I arrived safely in Las Vegas for AU2012 and spent the day yesterday indulging in a little retail therapy to help get over my jetlag. I’m certainly feeling all the better for it. :-)
As we’re yet to start the conference itself, I decided to focus today’s post on some general preparation I made for this year’s conference: how I upgraded my main system to get it ready – in particular – for the rigours of running various OS installations and the tools I need for my “cloud & mobile” session.
A few weeks ago, I finally succumbed to a nagging temptation and installed a Solid State Drive (SSD) in my MacBook Pro. Newer models apparently include these as standard, which frankly makes a huge amount of sense: at around (probably less, now) a dollar per gigabyte, this hardware is finally getting affordable for decent-sized drives.
I ended up getting a 480 GB Intel SSD, but rather than simply replacing the HDD in my Mac, I bought one of these rather nifty caddies that can be used to mount a secondary drive (whether HDD or SDD) in the bay used by the optical drive. The optical drive – they’re called SuperDrives, probably because they’re now largely superfluous ;-) – can then be mounted in a separate USB enclosure, in case you really need to access something on a CD or DVD. You still have a slot for a CD/DVD in the Mac’s unibody casing, but obviously you won’t get very far if you try to insert a disk after the upgrade process is completed.
Here’s the caddy with the SDD mounted:
I ended up not mounting the SSD using this caddy, after all: apparently it’s best to put the primary drive (in my case the SDD) in the main drive bay and the secondary drive (my HDD) mounted via the caddy in the SuperDrive bay.
The hardware upgrade as a little fiddly, but nothing very challenging (there were lots of little screws that were quite tricky to remove and replace without a magnetic screwdriver of the right gauge, but I managed).
As part of the system upgrade, I decided to go ahead and install OS X Mountain Lion as the primary OS: I installed this directly on the SDD and – when prompted whether to copy the data and programs from somewhere else – I chose that everything should get sucked out of the Lion installation on the HDD. And – quite amazingly to me, after my years of fighting this issue with Windows – it actually worked perfectly: even my apps came across to the new OS installation and worked with only the occasional need to upgrade to a newer version.
So at this point I now have a complete Mountain Lion installation – with my working apps and data – on my SSD, and an older Lion installation – with older apps and data – on my HDD in the secondary bay. At some point I’ll flatten the secondary drive and start using it for archival.

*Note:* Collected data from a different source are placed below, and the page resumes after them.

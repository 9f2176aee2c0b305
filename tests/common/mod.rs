use std::path::PathBuf;
use std::sync::Arc;
use std::time::{Duration, Instant};

use anyhow::{Context, Result};
use jsonwebtoken::{encode, EncodingKey, Header};
use reqwest::{Method, RequestBuilder, StatusCode};
use serde_json::{json, Value};
use uuid::Uuid;

use todo_share_api::auth::Claims;
use todo_share_api::database::MemoryStore;
use todo_share_api::media::LocalMediaStore;
use todo_share_api::observer::{EventDispatcher, TopicHub, DEFAULT_SINK_TIMEOUT};
use todo_share_api::{app, AppState};

pub const JWT_SECRET: &str = "integration-secret";

/// Router served in-process on a free port, backed by the in-memory store
pub struct TestServer {
    pub base_url: String,
    pub media_root: PathBuf,
    pub hub: Arc<TopicHub>,
    client: reqwest::Client,
}

#[derive(Debug, Clone)]
pub struct TestUser {
    pub id: Uuid,
    pub name: String,
    pub token: String,
}

impl TestServer {
    pub async fn start() -> Result<Self> {
        // Pick an unused port for isolation
        let port = portpicker::pick_unused_port().context("failed to pick free port")?;
        let base_url = format!("http://127.0.0.1:{}", port);
        let media_root = std::env::temp_dir().join(format!("todo-share-it-{}", Uuid::new_v4().simple()));

        let hub = Arc::new(TopicHub::new(64));
        let events = EventDispatcher::spawn(hub.clone(), 64, DEFAULT_SINK_TIMEOUT);
        let state = AppState::new(
            Arc::new(MemoryStore::new()),
            Arc::new(LocalMediaStore::new(media_root.clone(), "/media")),
            events,
            JWT_SECRET,
            None,
        );

        let listener = tokio::net::TcpListener::bind(("127.0.0.1", port))
            .await
            .context("failed to bind test port")?;
        tokio::spawn(async move {
            let _ = axum::serve(listener, app(state)).await;
        });

        let server = Self {
            base_url,
            media_root,
            hub,
            client: reqwest::Client::new(),
        };
        server.wait_ready(Duration::from_secs(5)).await?;
        Ok(server)
    }

    async fn wait_ready(&self, timeout: Duration) -> Result<()> {
        let deadline = Instant::now() + timeout;
        while Instant::now() < deadline {
            if let Ok(resp) = self.client.get(self.url("/health")).send().await {
                if resp.status() == StatusCode::OK {
                    return Ok(());
                }
            }
            tokio::time::sleep(Duration::from_millis(50)).await;
        }
        anyhow::bail!("server did not become ready on {} within {:?}", self.base_url, timeout)
    }

    pub fn url(&self, path: &str) -> String {
        format!("{}{}", self.base_url, path)
    }

    /// Register a user and mint a token for it
    pub async fn register(&self, name: &str) -> Result<TestUser> {
        let res = self
            .client
            .post(self.url("/api/users/register"))
            .json(&json!({ "display_name": name }))
            .send()
            .await?;
        anyhow::ensure!(res.status() == StatusCode::CREATED, "register failed: {}", res.status());
        let body: Value = res.json().await?;
        let id: Uuid = serde_json::from_value(body["data"]["id"].clone())?;

        Ok(TestUser {
            id,
            name: name.to_string(),
            token: token_for(id, name, JWT_SECRET),
        })
    }

    pub fn request(&self, method: Method, user: &TestUser, path: &str) -> RequestBuilder {
        self.client.request(method, self.url(path)).bearer_auth(&user.token)
    }

    pub fn anonymous(&self, method: Method, path: &str) -> RequestBuilder {
        self.client.request(method, self.url(path))
    }

    /// Create a list and return its JSON
    pub async fn create_list(&self, owner: &TestUser, title: &str) -> Result<Value> {
        let res = self
            .request(Method::POST, owner, "/api/todo/list")
            .json(&json!({ "title": title }))
            .send()
            .await?;
        anyhow::ensure!(res.status() == StatusCode::CREATED, "create list failed: {}", res.status());
        data(res).await
    }

    pub async fn share(&self, owner: &TestUser, list_id: &str, with: &TestUser, permission: &str) -> Result<StatusCode> {
        let res = self
            .request(Method::POST, owner, &format!("/api/todo/share/{}", list_id))
            .json(&json!({ "user_id": with.id, "permission": permission }))
            .send()
            .await?;
        Ok(res.status())
    }

    /// Add an item through the multipart endpoint
    pub async fn add_item(&self, user: &TestUser, list: &Value, fields: &[(&str, &str)]) -> Result<reqwest::Response> {
        let mut form = reqwest::multipart::Form::new().text("version", list["version"].to_string());
        for (name, value) in fields {
            form = form.text(name.to_string(), value.to_string());
        }
        let path = format!("/api/todo/item/{}", str_field(list, "id"));
        Ok(self.request(Method::POST, user, &path).multipart(form).send().await?)
    }
}

impl Drop for TestServer {
    fn drop(&mut self) {
        let _ = std::fs::remove_dir_all(&self.media_root);
    }
}

pub fn token_for(user_id: Uuid, name: &str, secret: &str) -> String {
    let claims = Claims::new(user_id, name, chrono::Duration::hours(1));
    encode(&Header::default(), &claims, &EncodingKey::from_secret(secret.as_bytes())).expect("token encoding")
}

/// The `data` member of a success envelope
pub async fn data(res: reqwest::Response) -> Result<Value> {
    let body: Value = res.json().await?;
    anyhow::ensure!(body["success"] == true, "not a success envelope: {}", body);
    Ok(body["data"].clone())
}

pub fn str_field<'a>(value: &'a Value, field: &str) -> &'a str {
    value[field].as_str().unwrap_or_default()
}

pub fn item_names(list: &Value) -> Vec<String> {
    list["items"]
        .as_array()
        .map(|items| {
            items
                .iter()
                .filter_map(|item| item["name"].as_str().map(str::to_string))
                .collect()
        })
        .unwrap_or_default()
}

My initial experience has been extremely positive: especially after the initial copy of the Parallels VMs to the new system, I found they just flew – opening in a few short seconds rather than around a minute. Apps launch and run more quickly and more smoothly. Life is good!
It continues to surprise me that technology has progressed to the point that local disk I/O can be the performance bottleneck in a system, but it’s clearly often the case. If you haven’t already considered getting an SSD – at least for your OS, but these days its affordable to go “the whole hog”, as I have done – then I strongly recommend you do so.